A variety of articles with aesthetic appeal and functional utility — trays, bowls, boxes, tables, office screens, chairs, and furniture — are crafted in walnut wood. Some of the villages in the region practice the craft of wood-carving also. The wood is locally available. The main items produced include folding tables, flower pots and tea-mixing barrels. The dragon motif is generally carved on the wood. Other designs such as the eight lucky signs in Buddhism are also carved out. The products are painted in different colours; sometimes the motif itself is raised to make it more attractive. The raising is done by dough prepared from local clay and glue. The dough is put in a rubber tube with a thin brass nozzle on one end and is then pressed on the outlined motif; the clay drops on to the motif and creates an embossed look.
Wood architecture flourished in Kashmir from the 11th century onwards when the people were allowed to procure wood free from the forests. Emperor Badshah Zain-ul-Abadin of Kashmir built a grand wooden palace with an overhanging balcony. This burned down subsequently but present houses in Kashmir follow this style. The balconies and windows are enclosed with fine lattice work called acche-dar and azli-pinjra.
Deodar is a variety of pine favoured by wood-carvers as it repels insects naturally. The khatamband — decorative wood panels made from spruce — are used for ceilings and pillars. The work done here has delicate lines and decorative motifs with minute attention given to detailing; the wood has a beautiful grain and a natural colour. Walnut wood is known as dun in Kashmir and has a light-brown grainy texture; it is a good wood for delicate chiselling. European traders encouraged walnut carving, helping it become a highly ornamental art with animal and bird motifs decorating the tops of jewellery boxes, large tables, trays, picture frames, cabinets, vases, lamps, screens, writing desks, and finely carved bowls. Kashmir is particularly noted for its fine lattice work screens and caskets, owing their origin to the lattice work done originally in the windows of old houses. A type of wood called chikri (buxux semperuiens) which is smooth and ivory-coloured grows in the area of Rajouri district. Simple and primitive techniques are used to shape this into combs, spoons, and sandals with a hand driven lathe. Lacquering of wood is a very popular craft at Anantnag in Kashmir. Lac is a kind of resin which is coloured and used to embellish wood. Several kinds of ornamentation — dana work, atishi (fire) work, abri (cloud) work, nakashi and etched nakashi work, and decorative painting — are done. The items made are wall decorations, large-sized lamps, big flower pots, and fire screens which are embellished with rich patterns of birds and flowers and are made in the nakashi style.

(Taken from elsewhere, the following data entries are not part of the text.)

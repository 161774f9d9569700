// src/model/mod.rs
pub mod beam;
pub mod elements;
pub mod lattice;
pub mod sample;
pub mod screen;

pub use beam::{Beam, BeamSource};
pub use lattice::CellType;
pub use sample::{Atom, Sample};
pub use screen::{Screen, ScreenShape};
//! diffsim - diffraction & micro-tomography pattern simulator.
//!
//! CLI Usage:
//!   diffsim new-config [config.json]   # write a template configuration
//!   diffsim validate <config.json>     # check a configuration
//!   diffsim simulate <config.json>     # run the scan and export results

use std::path::Path;

use anyhow::{bail, Context, Result};

use diffsim::config::Config;
use diffsim::io::mrc;
use diffsim::physics::Simulation;

fn main() -> Result<()> {
    env_logger::init();

    let args: Vec<String> = std::env::args().collect();
    let task = args.get(1).map(String::as_str).unwrap_or("");

    match task {
        "new-config" => {
            let path = args.get(2).map(String::as_str).unwrap_or("config.json");
            new_config(Path::new(path))
        }
        "validate" => validate(config_arg(&args)?),
        "simulate" => simulate(config_arg(&args)?),
        _ => {
            eprintln!("usage: diffsim <new-config|validate|simulate> [config.json]");
            std::process::exit(2);
        }
    }
}

fn config_arg(args: &[String]) -> Result<&Path> {
    match args.get(2) {
        Some(path) => Ok(Path::new(path)),
        None => bail!("a config file must be provided for this task"),
    }
}

fn new_config(path: &Path) -> Result<()> {
    if path.exists() {
        bail!("'{}' already exists; refusing to overwrite", path.display());
    }
    Config::default()
        .save(path)
        .with_context(|| format!("cannot write '{}'", path.display()))?;
    log::info!("Template configuration written to '{}'", path.display());
    Ok(())
}

fn validate(path: &Path) -> Result<()> {
    let config = Config::load(path)?;
    config.validate()?;
    if !Path::new(&config.sample.sample_file).is_file() {
        bail!("sample file '{}' not found", config.sample.sample_file);
    }
    log::info!("Configuration '{}' is valid", path.display());
    Ok(())
}

fn simulate(path: &Path) -> Result<()> {
    let config = Config::load(path)?;
    config.validate()?;

    let mut sample = config
        .load_sample()
        .with_context(|| format!("cannot load sample '{}'", config.sample.sample_file))?;
    let beam = config.build_beam()?;
    let screen = config.build_screen()?;
    log::info!(
        "Sample: {} atoms; screen: {}x{} px ({:?}); beam wavelength {:.4} A",
        sample.atoms().len(),
        screen.resolution(),
        screen.resolution(),
        screen.shape(),
        beam.wavelength()
    );

    let mut sim = Simulation::new(&mut sample, &screen, &beam, config.scan_options())?;
    log::info!("Scanning {} image(s)...", sim.image_count());
    sim.full_scan()?;

    let output = Path::new(&config.output.output_file);
    mrc::export_stack(output, &sim)
        .with_context(|| format!("cannot export stack to '{}'", output.display()))?;
    log::info!("Intensity stack written to '{}'", output.display());

    if !config.output.spectra_file.is_empty() {
        let spectra = Path::new(&config.output.spectra_file);
        mrc::export_spectrum(spectra, &sim)
            .with_context(|| format!("cannot export spectrum to '{}'", spectra.display()))?;
        log::info!("Spectrum written to '{}'", spectra.display());
    }

    Ok(())
}
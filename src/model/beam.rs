// src/model/beam.rs

use nalgebra::Vector3;
use serde::{Deserialize, Serialize};

use crate::error::{Result, SimError};

/// Electron rest energy in eV, used for the relativistic-free
/// de Broglie wavelength of an electron beam.
const ELECTRON_REST_EV: f64 = 0.511e6;

#[derive(Debug, Clone, Copy, PartialEq, Eq, Serialize, Deserialize)]
#[serde(rename_all = "lowercase")]
pub enum BeamSource {
    Xray,
    Electron,
}

/// Monochromatic beam: a wavelength in Angstroms and a unit
/// propagation direction. Immutable once built.
#[derive(Debug, Clone, Copy)]
pub struct Beam {
    wavelength: f64,
    direction: Vector3<f64>,
}

impl Beam {
    /// X-ray beam from a wavelength in Angstroms.
    pub fn xray(wavelength: f64, direction: Vector3<f64>) -> Result<Self> {
        if wavelength <= 0.0 {
            return Err(SimError::Domain(format!(
                "beam wavelength must be positive, got {wavelength}"
            )));
        }
        Ok(Self {
            wavelength,
            direction: unit_direction(direction)?,
        })
    }

    /// Electron beam from a kinetic energy in eV; the wavelength is
    /// 12398.4193 / sqrt(2 * E * m_e c^2).
    pub fn electron(energy_ev: f64, direction: Vector3<f64>) -> Result<Self> {
        if energy_ev <= 0.0 {
            return Err(SimError::Domain(format!(
                "electron energy must be positive, got {energy_ev}"
            )));
        }
        let wavelength = 12398.4193 / (2.0 * energy_ev * ELECTRON_REST_EV).sqrt();
        Ok(Self {
            wavelength,
            direction: unit_direction(direction)?,
        })
    }

    pub fn wavelength(&self) -> f64 {
        self.wavelength
    }

    pub fn direction(&self) -> Vector3<f64> {
        self.direction
    }
}

fn unit_direction(direction: Vector3<f64>) -> Result<Vector3<f64>> {
    let norm = direction.norm();
    if norm == 0.0 {
        return Err(SimError::Domain("beam direction has zero length".into()));
    }
    Ok(direction / norm)
}
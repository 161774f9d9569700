//! Simulates X-ray/electron diffraction and micro-tomography patterns
//! from an atomistic sample onto a virtual detector screen.
//!
//! A [`model::Sample`], [`model::Beam`] and [`model::Screen`] are built
//! independently and fed to a [`physics::Simulation`], which fills an
//! intensity stack that [`io::mrc`] writes out (optionally with a
//! radially binned spectrum).

pub mod config;
pub mod error;
pub mod io;
pub mod model;
pub mod physics;
pub mod utils;

pub use config::Config;
pub use error::{Result, SimError};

Objects made out of lacquered papier mache include letter cases, table mats, trays, and boxes with typical Kashmiri designs. Composite designs are made by combing and painting with lacquering. Folk wood work here include objects like cooking spoons, sandals, cradles, baby walkers, and toys, often coloured deep pink, orange, and green. Wood of the horse chestnut tree and the willow are used.